[[ Record extracts open ]]
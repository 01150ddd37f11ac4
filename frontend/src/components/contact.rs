use std::cell::RefCell;
use std::rc::Rc;

use crate::config::{CONTACT_EMAIL, LOCATION, OFFICE_HOURS, WHATSAPP_DISPLAY, WHATSAPP_URL};
use crate::utils::clipboard::copy_text;
use crate::utils::contact::{hand_off, BrowserMailClient, ContactForm, OutgoingMessage, Service};
use gloo_timers::future::TimeoutFuture;
use wasm_bindgen_futures::spawn_local;
use web_sys::{HtmlInputElement, HtmlSelectElement, HtmlTextAreaElement};
use yew::prelude::*;

const STATUS_VISIBLE_MS: u32 = 5_000;

#[derive(Clone, PartialEq)]
enum Status {
    Idle,
    Invalid(String),
    Opened { copied: bool },
    NoMailClient,
}

/// Shows `status`, then clears it after a few seconds unless a newer one replaced it.
fn show_status(status: &UseStateHandle<Status>, generation: &Rc<RefCell<u32>>, next: Status) {
    let id = {
        let mut generation = generation.borrow_mut();
        *generation = generation.wrapping_add(1);
        *generation
    };
    status.set(next);
    let status = status.clone();
    let generation = generation.clone();
    spawn_local(async move {
        TimeoutFuture::new(STATUS_VISIBLE_MS).await;
        if *generation.borrow() == id {
            status.set(Status::Idle);
        }
    });
}

#[function_component(Contact)]
pub fn contact() -> Html {
    let form = use_state(ContactForm::default);
    let status = use_state_eq(|| Status::Idle);
    let generation = use_mut_ref(|| 0u32);

    let text_input = |apply: fn(&mut ContactForm, String)| {
        let form = form.clone();
        Callback::from(move |e: InputEvent| {
            let input: HtmlInputElement = e.target_unchecked_into();
            let mut next = (*form).clone();
            apply(&mut next, input.value());
            form.set(next);
        })
    };

    let on_message = {
        let form = form.clone();
        Callback::from(move |e: InputEvent| {
            let input: HtmlTextAreaElement = e.target_unchecked_into();
            let mut next = (*form).clone();
            next.message = input.value();
            form.set(next);
        })
    };

    let on_service = {
        let form = form.clone();
        Callback::from(move |e: Event| {
            let select: HtmlSelectElement = e.target_unchecked_into();
            let mut next = (*form).clone();
            next.service = Service::from_value(&select.value());
            form.set(next);
        })
    };

    let onsubmit = {
        let form = form.clone();
        let status = status.clone();
        let generation = generation.clone();
        Callback::from(move |e: SubmitEvent| {
            e.prevent_default();
            let message = match OutgoingMessage::prepare(&form, CONTACT_EMAIL) {
                Ok(message) => message,
                Err(e) => {
                    show_status(&status, &generation, Status::Invalid(e.to_string()));
                    return;
                }
            };
            let form = form.clone();
            let status = status.clone();
            let generation = generation.clone();
            spawn_local(async move {
                let copied = copy_text(&message.body).await;
                let handoff = hand_off(&message, copied, &BrowserMailClient);
                if handoff.opened {
                    log::info!("Opened mail client for {}", CONTACT_EMAIL);
                    form.set(ContactForm::default());
                    show_status(
                        &status,
                        &generation,
                        Status::Opened {
                            copied: handoff.copied,
                        },
                    );
                } else {
                    show_status(&status, &generation, Status::NoMailClient);
                }
            });
        })
    };

    let status_html = match &*status {
        Status::Idle => html! {},
        Status::Invalid(message) => html! {
            <div class="form-status error">{format!("⚠️ {}", message)}</div>
        },
        Status::NoMailClient => html! {
            <div class="form-status error">
                {format!("⚠️ No pudimos abrir tu cliente de correo. Escríbenos a {}.", CONTACT_EMAIL)}
            </div>
        },
        Status::Opened { copied } => html! {
            <div class="form-status success">
                {"✅ Abrimos tu cliente de correo con el mensaje listo."}
                { if *copied { " También lo copiamos al portapapeles por si prefieres pegarlo." } else { "" } }
            </div>
        },
    };

    let selected = form.service.map(Service::value).unwrap_or_default();
    let contact_info: [(&str, &str, &str, Option<String>); 4] = [
        ("📧", "Email", CONTACT_EMAIL, Some(format!("mailto:{}", CONTACT_EMAIL))),
        ("📱", "WhatsApp", WHATSAPP_DISPLAY, Some(WHATSAPP_URL.to_string())),
        ("📍", "Ubicación", LOCATION, None),
        ("⏰", "Horario", OFFICE_HOURS, None),
    ];

    html! {
        <section id="contact" class="contact-section">
            <div class="section-inner">
                <h2 class="section-title">{"Hablemos de Tu "}<span class="gradient-text">{"Proyecto"}</span></h2>
                <p class="section-subtitle">
                    {"Estamos listos para transformar tus ideas en realidad. Contáctanos hoy mismo."}
                </p>
                <div class="contact-grid">
                    <div class="card-dark">
                        <h3>{"Envíanos un Mensaje 💬"}</h3>
                        <form class="contact-form" {onsubmit} novalidate=true>
                            <label for="name">{"Nombre Completo *"}</label>
                            <input
                                type="text"
                                id="name"
                                placeholder="Tu nombre"
                                value={form.name.clone()}
                                oninput={text_input(|f, v| f.name = v)}
                            />
                            <label for="email">{"Email *"}</label>
                            <input
                                type="email"
                                id="email"
                                placeholder="tu@email.com"
                                value={form.email.clone()}
                                oninput={text_input(|f, v| f.email = v)}
                            />
                            <label for="company">{"Empresa"}</label>
                            <input
                                type="text"
                                id="company"
                                placeholder="Nombre de tu empresa"
                                value={form.company.clone()}
                                oninput={text_input(|f, v| f.company = v)}
                            />
                            <label for="phone">{"Teléfono"}</label>
                            <input
                                type="tel"
                                id="phone"
                                placeholder={WHATSAPP_DISPLAY}
                                value={form.phone.clone()}
                                oninput={text_input(|f, v| f.phone = v)}
                            />
                            <label for="service">{"Servicio de Interés *"}</label>
                            <select id="service" onchange={on_service}>
                                <option value="" selected={selected.is_empty()}>{"Selecciona un servicio"}</option>
                                { for Service::ALL.iter().map(|service| html! {
                                    <option value={service.value()} selected={selected == service.value()}>
                                        {service.label()}
                                    </option>
                                }) }
                            </select>
                            <label for="message">{"Mensaje *"}</label>
                            <textarea
                                id="message"
                                rows="5"
                                placeholder="Cuéntanos sobre tu proyecto..."
                                value={form.message.clone()}
                                oninput={on_message}
                            />
                            <button type="submit" class="btn-primary">{"Enviar Mensaje 🚀"}</button>
                            { status_html }
                        </form>
                    </div>
                    <div class="contact-info">
                        { for contact_info.into_iter().map(|(icon, title, value, link)| html! {
                            <div class="card-dark info-card">
                                <span class="info-icon">{icon}</span>
                                <div>
                                    <div class="info-title">{title}</div>
                                    {
                                        match link {
                                            Some(href) => html! { <a href={href} target="_blank" rel="noopener noreferrer">{value}</a> },
                                            None => html! { <span>{value}</span> },
                                        }
                                    }
                                </div>
                            </div>
                        }) }
                    </div>
                </div>
            </div>
            <style>
                {r#"
    .contact-section {
        background: linear-gradient(180deg, #000 0%, #111827 50%, #000 100%);
    }
    .contact-grid {
        display: grid;
        grid-template-columns: 1fr 1fr;
        gap: 3rem;
    }
    .contact-grid h3 {
        font-size: 1.5rem;
        margin: 0 0 1.5rem;
    }
    .contact-form {
        display: flex;
        flex-direction: column;
        gap: 0.5rem;
    }
    .contact-form label {
        color: #d1d5db;
        font-size: 0.875rem;
        font-weight: 500;
        margin-top: 0.75rem;
    }
    .contact-form input,
    .contact-form select,
    .contact-form textarea {
        width: 100%;
        box-sizing: border-box;
        padding: 0.75rem 1rem;
        background: rgba(17, 24, 39, 0.5);
        border: 1px solid #374151;
        border-radius: 0.5rem;
        color: #fff;
        font: inherit;
        transition: border-color 0.3s ease;
    }
    .contact-form input:focus,
    .contact-form select:focus,
    .contact-form textarea:focus {
        outline: none;
        border-color: #00ff9c;
    }
    .contact-form textarea {
        resize: none;
    }
    .contact-form .btn-primary {
        margin-top: 1.5rem;
    }
    .form-status {
        margin-top: 1rem;
        padding: 1rem;
        border-radius: 0.5rem;
        text-align: center;
    }
    .form-status.success {
        background: rgba(0, 255, 156, 0.1);
        border: 1px solid rgba(0, 255, 156, 0.3);
        color: #00ff9c;
    }
    .form-status.error {
        background: rgba(239, 68, 68, 0.1);
        border: 1px solid rgba(239, 68, 68, 0.3);
        color: #f87171;
    }
    .contact-info {
        display: flex;
        flex-direction: column;
        gap: 1.5rem;
    }
    .info-card {
        display: flex;
        align-items: center;
        gap: 1.25rem;
    }
    .info-icon {
        font-size: 2rem;
    }
    .info-title {
        color: #9ca3af;
        font-size: 0.875rem;
    }
    .info-card a, .info-card span {
        color: #fff;
        font-size: 1.1rem;
        text-decoration: none;
    }
    .info-card a:hover {
        color: #00ff9c;
    }
    @media (max-width: 1024px) {
        .contact-grid {
            grid-template-columns: 1fr;
        }
    }
                "#}
            </style>
        </section>
    }
}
[[ Record extracts closed ]]
▶ **Task requirements**: Where a line in the listing above includes the string "section", copy that line.

▶ **Answer space**:
        <section id="contact" class="contact-section">
            <div class="section-inner">
                <h2 class="section-title">{"Hablemos de Tu "}<span class="gradient-text">{"Proyecto"}</span></h2>
                <p class="section-subtitle">
    .contact-section {
        </section>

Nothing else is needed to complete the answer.